▸ **What is being asked**
Write out the material below exactly, with no line missing.

** Opening Provided entries block **

use crate::loom::sync::atomic::AtomicU64;

/// Frequently modified allocator state stored in a cache-padded section.
///
/// Both counters cover the flat index space and only ever grow:
///
/// - `reserved` is the bump counter; a freed index is tracked in a free pool
///   and never rewinds it.
/// - `capacity` trails `reserved` by at most one buffer and is advanced only
///   by the thread that published the corresponding buffer pair.
#[repr(C)]
pub(crate) struct Volatile {
  /// The next flat index to hand out.
  pub(crate) reserved: AtomicU64,
  /// The number of slots backed by published buffers.
  pub(crate) capacity: AtomicU64,
}

impl Volatile {
  #[inline]
  pub(crate) fn new() -> Self {
    Self {
      reserved: AtomicU64::new(0),
      capacity: AtomicU64::new(0),
    }
  }
}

** Closing Provided entries block **

▸ **Reply**
use crate::loom::sync::atomic::AtomicU64;

/// Frequently modified allocator state stored in a cache-padded section.
///
/// Both counters cover the flat index space and only ever grow:
///
/// - `reserved` is the bump counter; a freed index is tracked in a free pool
///   and never rewinds it.
/// - `capacity` trails `reserved` by at most one buffer and is advanced only
///   by the thread that published the corresponding buffer pair.
#[repr(C)]
pub(crate) struct Volatile {
  /// The next flat index to hand out.
  pub(crate) reserved: AtomicU64,
  /// The number of slots backed by published buffers.
  pub(crate) capacity: AtomicU64,
}

impl Volatile {
  #[inline]
  pub(crate) fn new() -> Self {
    Self {
      reserved: AtomicU64::new(0),
      capacity: AtomicU64::new(0),
    }
  }
}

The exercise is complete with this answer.